White People Swimming Slowly

Greetings.  In the mid-1800's the only people who really cared about competitive swimming were Northern Europeans.  Maybe it was because they simply loved the joy of swimming.  Or maybe it was because they were really into competition and the chance to test their skill.  Or maybe it was because the water in their corner of the world was so cold most of the year and they didn't want to waste a moment when it was warm enough to swim. Whatever the case, when the weather was nice enough they organized swim meets with a real passion to see who could swim the fastest.  Their only problem, it turned out, was the simple fact that they had only figured out how to swim the breaststroke–the slowest of the four swimming strokes now used in competition.

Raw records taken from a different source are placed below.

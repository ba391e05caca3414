//! WebSocket upgrade handler

use axum::{
    extract::{
        ws::{Message, WebSocket, WebSocketUpgrade},
        State,
    },
    response::Response,
};
use futures::{SinkExt, StreamExt};
use tokio::sync::mpsc;
use tracing::{debug, error, info, warn};
use uuid::Uuid;

use crate::app::AppState;
use crate::game::ArenaCommand;
use crate::util::rate_limit::SessionRateLimiter;
use crate::util::time::unix_millis;
use crate::ws::protocol::{ClientMsg, ServerMsg};

/// WebSocket upgrade handler. Each connection becomes one session with a
/// fresh opaque id.
pub async fn ws_handler(ws: WebSocketUpgrade, State(state): State<AppState>) -> Response {
    ws.on_upgrade(move |socket| handle_socket(socket, state))
}

/// Handle the upgraded WebSocket connection
async fn handle_socket(socket: WebSocket, state: AppState) {
    let session_id = Uuid::new_v4();
    info!(session_id = %session_id, "New WebSocket connection");

    let (mut ws_sink, mut ws_stream) = socket.split();

    // Register with the arena; the arena pushes server messages into
    // this channel for the session
    let (outbound_tx, mut outbound_rx) = mpsc::unbounded_channel::<ServerMsg>();
    let cmd_tx = state.arena.cmd_tx.clone();
    if cmd_tx
        .send(ArenaCommand::Connect {
            session_id,
            outbound: outbound_tx,
        })
        .await
        .is_err()
    {
        error!(session_id = %session_id, "Arena unavailable");
        return;
    }

    // Writer task: arena messages -> WebSocket
    let writer_session_id = session_id;
    let writer_handle = tokio::spawn(async move {
        while let Some(msg) = outbound_rx.recv().await {
            if let Err(e) = send_msg(&mut ws_sink, &msg).await {
                debug!(session_id = %writer_session_id, error = %e, "WebSocket send failed");
                break;
            }
        }
    });

    // Reader loop: WebSocket -> arena
    let rate_limiter = SessionRateLimiter::new();
    while let Some(result) = ws_stream.next().await {
        match result {
            Ok(Message::Text(text)) => {
                if !rate_limiter.check_input() {
                    warn!(session_id = %session_id, "Rate limited input message");
                    continue;
                }

                match serde_json::from_str::<ClientMsg>(&text) {
                    Ok(msg) => {
                        let cmd = ArenaCommand::Client {
                            session_id,
                            msg,
                            received_at: unix_millis(),
                        };
                        if cmd_tx.send(cmd).await.is_err() {
                            debug!(session_id = %session_id, "Command channel closed");
                            break;
                        }
                    }
                    // Malformed input is dropped, never answered
                    Err(e) => {
                        warn!(session_id = %session_id, error = %e, "Failed to parse client message");
                    }
                }
            }
            Ok(Message::Binary(_)) => {
                warn!(session_id = %session_id, "Received binary message, ignoring");
            }
            Ok(Message::Ping(_)) | Ok(Message::Pong(_)) => {}
            Ok(Message::Close(_)) => {
                info!(session_id = %session_id, "Client initiated close");
                break;
            }
            Err(e) => {
                error!(session_id = %session_id, error = %e, "WebSocket error");
                break;
            }
        }
    }

    // Signal disconnect to the arena
    let _ = cmd_tx.send(ArenaCommand::Disconnect { session_id }).await;

    writer_handle.abort();
    info!(session_id = %session_id, "WebSocket connection closed");
}

/// Send a message over WebSocket
async fn send_msg(
    sink: &mut futures::stream::SplitSink<WebSocket, Message>,
    msg: &ServerMsg,
) -> Result<(), String> {
    let json = serde_json::to_string(msg).map_err(|e| e.to_string())?;
    sink.send(Message::Text(json))
        .await
        .map_err(|e| e.to_string())
}
//! Entity store - the single source of truth for players and bullets
//!
//! The store is owned exclusively by the arena task. Nothing outside the
//! task holds references across ticks; callers re-fetch by id each time,
//! and iteration goes through snapshotted key lists so entities can be
//! removed mid-sweep without skipping or duplicating the rest.

use std::collections::HashMap;

use uuid::Uuid;

use super::entities::{Bullet, Player};

#[derive(Debug, Default)]
pub struct EntityStore {
    players: HashMap<Uuid, Player>,
    bullets: HashMap<Uuid, Bullet>,
}

impl EntityStore {
    pub fn new() -> Self {
        Self::default()
    }

    pub fn player(&self, id: &Uuid) -> Option<&Player> {
        self.players.get(id)
    }

    pub fn player_mut(&mut self, id: &Uuid) -> Option<&mut Player> {
        self.players.get_mut(id)
    }

    pub fn insert_player(&mut self, player: Player) {
        self.players.insert(player.id, player);
    }

    pub fn remove_player(&mut self, id: &Uuid) -> Option<Player> {
        self.players.remove(id)
    }

    pub fn contains_player(&self, id: &Uuid) -> bool {
        self.players.contains_key(id)
    }

    pub fn player_count(&self) -> usize {
        self.players.len()
    }

    /// Snapshot of current player ids, safe to iterate while mutating
    pub fn player_ids(&self) -> Vec<Uuid> {
        self.players.keys().copied().collect()
    }

    pub fn bullet_mut(&mut self, id: &Uuid) -> Option<&mut Bullet> {
        self.bullets.get_mut(id)
    }

    pub fn insert_bullet(&mut self, bullet: Bullet) {
        self.bullets.insert(bullet.id, bullet);
    }

    pub fn remove_bullet(&mut self, id: &Uuid) -> Option<Bullet> {
        self.bullets.remove(id)
    }

    pub fn bullet_count(&self) -> usize {
        self.bullets.len()
    }

    /// Snapshot of current bullet ids, safe to iterate while mutating
    pub fn bullet_ids(&self) -> Vec<Uuid> {
        self.bullets.keys().copied().collect()
    }

    /// Full-state copies for the join-time snapshot message
    pub fn players_snapshot(&self) -> HashMap<Uuid, Player> {
        self.players.clone()
    }

    pub fn bullets_snapshot(&self) -> HashMap<Uuid, Bullet> {
        self.bullets.clone()
    }
}

#[cfg(test)]
mod tests {
    use super::*;
    use crate::game::entities::Direction;

    fn player(x: f32, y: f32) -> Player {
        Player::new(Uuid::new_v4(), "p".to_string(), "#4ECDC4".to_string(), x, y)
    }

    #[test]
    fn test_player_roundtrip() {
        let mut store = EntityStore::new();
        let p = player(100.0, 100.0);
        let id = p.id;

        store.insert_player(p);
        assert!(store.contains_player(&id));
        assert_eq!(store.player_count(), 1);

        store.player_mut(&id).unwrap().apply_move(Direction::Up);
        assert_eq!(store.player(&id).unwrap().direction, Direction::Up);

        assert!(store.remove_player(&id).is_some());
        assert!(store.player(&id).is_none());
        assert!(store.remove_player(&id).is_none());
    }

    #[test]
    fn test_removal_during_id_sweep_visits_every_other_entity() {
        let mut store = EntityStore::new();
        let shooter = player(400.0, 300.0);
        for i in 0..10 {
            let mut b = Bullet::new(&shooter);
            b.x = i as f32;
            store.insert_bullet(b);
        }

        let ids = store.bullet_ids();
        assert_eq!(ids.len(), 10);

        let mut visited = 0;
        for id in ids {
            // Remove as we go; the snapshot must still yield each id once
            assert!(store.remove_bullet(&id).is_some());
            visited += 1;
        }
        assert_eq!(visited, 10);
        assert_eq!(store.bullet_count(), 0);
    }
}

And this problem must have become painfully clear to them at a swim meet in London in 1844 when two Native Americans showed up and began–God bless them–to swim a variation of the freestyle.  A stroke which we now know to be the fastest yet devised.  Needless to say, the visitors won every race they entered.  And one might have expected that their stunned hosts would now quickly try to master this new and apparently faster way to swim.  But they didn't.  Instead they committed to figuring out how to swim the breaststroke faster, so that next time these "different" swimming guests arrived they could kick their bottoms.  And this determination continued until 1873 when a young man named John Trudgen became the coach at a leading London club.  He, unlike his predecessors, had an open mind and while he had never seen anyone swim the freestyle he had heard about the visitors who had come 29 years earlier.  Eager to give his young charges every known advantage, he headed off to South America in search of these amazing swimmers.  Then finding them along the Amazon he asked them to teach him how to swim the freestyle.  A stroke which he mastered and then returned to teach his club.

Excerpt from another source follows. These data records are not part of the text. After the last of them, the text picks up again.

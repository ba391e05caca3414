//! Time utilities for game simulation

use std::time::{Duration, Instant, SystemTime, UNIX_EPOCH};

/// Get current Unix timestamp in milliseconds
pub fn unix_millis() -> u64 {
    SystemTime::now()
        .duration_since(UNIX_EPOCH)
        .unwrap_or(Duration::ZERO)
        .as_millis() as u64
}

/// Server start time for uptime tracking
static SERVER_START: std::sync::OnceLock<Instant> = std::sync::OnceLock::new();

/// Initialize server start time (call once at startup)
pub fn init_server_time() {
    SERVER_START.get_or_init(Instant::now);
}

/// Get server uptime in seconds
pub fn uptime_secs() -> u64 {
    SERVER_START
        .get()
        .map(|start| start.elapsed().as_secs())
        .unwrap_or(0)
}

/// Tick rate configuration
pub const SIMULATION_TPS: u32 = 60; // 60 ticks per second
pub const TICK_DURATION_MICROS: u64 = 1_000_000 / SIMULATION_TPS as u64;

/// Tick period as a [`Duration`]
pub fn tick_duration() -> Duration {
    Duration::from_micros(TICK_DURATION_MICROS)
}
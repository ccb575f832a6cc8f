//! Network-free transports for unit tests

use super::fetcher::{FetchKind, RawResponse, Transport, TransportError};
use async_trait::async_trait;
use std::collections::VecDeque;
use std::sync::atomic::{AtomicUsize, Ordering};
use std::sync::Mutex;
use std::time::Duration;
use url::Url;

type Response = Result<RawResponse, TransportError>;

/// Answers requests from a fixed script, then with 404
pub(crate) struct ScriptedTransport {
    script: Mutex<VecDeque<Response>>,
    calls: AtomicUsize,
}

impl ScriptedTransport {
    pub(crate) fn new(script: Vec<Response>) -> Self {
        Self {
            script: Mutex::new(script.into()),
            calls: AtomicUsize::new(0),
        }
    }

    pub(crate) fn calls(&self) -> usize {
        self.calls.load(Ordering::SeqCst)
    }
}

#[async_trait]
impl Transport for ScriptedTransport {
    async fn get(&self, _url: &Url, _kind: FetchKind, _timeout: Duration) -> Response {
        self.calls.fetch_add(1, Ordering::SeqCst);
        self.script
            .lock()
            .unwrap()
            .pop_front()
            .unwrap_or_else(|| Ok(RawResponse::new(404, "")))
    }
}

/// Answers every request by calling a function of the URL
pub(crate) struct FnTransport<F> {
    respond: F,
    calls: AtomicUsize,
}

impl<F> FnTransport<F>
where
    F: Fn(&Url) -> Response + Send + Sync,
{
    pub(crate) fn new(respond: F) -> Self {
        Self {
            respond,
            calls: AtomicUsize::new(0),
        }
    }

    pub(crate) fn calls(&self) -> usize {
        self.calls.load(Ordering::SeqCst)
    }
}

#[async_trait]
impl<F> Transport for FnTransport<F>
where
    F: Fn(&Url) -> Response + Send + Sync,
{
    async fn get(&self, url: &Url, _kind: FetchKind, _timeout: Duration) -> Response {
        self.calls.fetch_add(1, Ordering::SeqCst);
        (self.respond)(url)
    }
}
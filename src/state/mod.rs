//! Shared per-source runtime state
//!
//! # Components
//!
//! - `RateLimiter`: token bucket shared by every task of one source
//! - `ProgressCounters`: discovered/completed/error counters read by listeners
//! - `TaskStats`: fork count and recursion depth of a source's task trees

mod progress;
mod rate_limiter;

pub use progress::{ProgressCounters, ProgressSnapshot, TaskStats};
pub use rate_limiter::RateLimiter;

In a short time his team would win every meet…as the freestyle was far superior to the breaststroke.  And now that some of their own were swimming a new way, the Northern Europeans finally decided to change.  As did the world of competitive swimming.  A final note that makes this story even more interesting is the fact that people in every corner of the planet except Northern Europe had been swimming the freestyle for about 10,000 years.  So the only people who really cared about competitive swimming were the only people on earth who had no idea how to swim fast.


But why do I mention swimming in a blog about genius, innovation, and business success?  Maybe it's because all of us, and the companies and organizations we work for, spend most of our time swimming the breaststroke.  Regularly making modest enhancements to business as usual in a world that demands more.  A world that now requires all of us to figure out a better way to swim. 

We win in business and in life by changing with the times, and continually learning to swim in new and more valuable ways.  Do you and your colleagues have the best stroke to compete in your world?  If not, it might be time for a few swim lessons!

Cheers and I'll see you at the pool!

One thought on “White People Swimming Slowly

  1. This is a great post. A few other riffs:
    1. The “trudgeon” was freestyle with the wrong kick! Not relevant, but interesting.
    2. The butterfly is actually faster than freestyle but far more exhausting. It turns out that it was invented by breast strokers who were cheating. They found a loophole in the rules and entered the breaststroke comps with butterfly and won so badly they had to invent a new race.
    Thanks for the inspiration.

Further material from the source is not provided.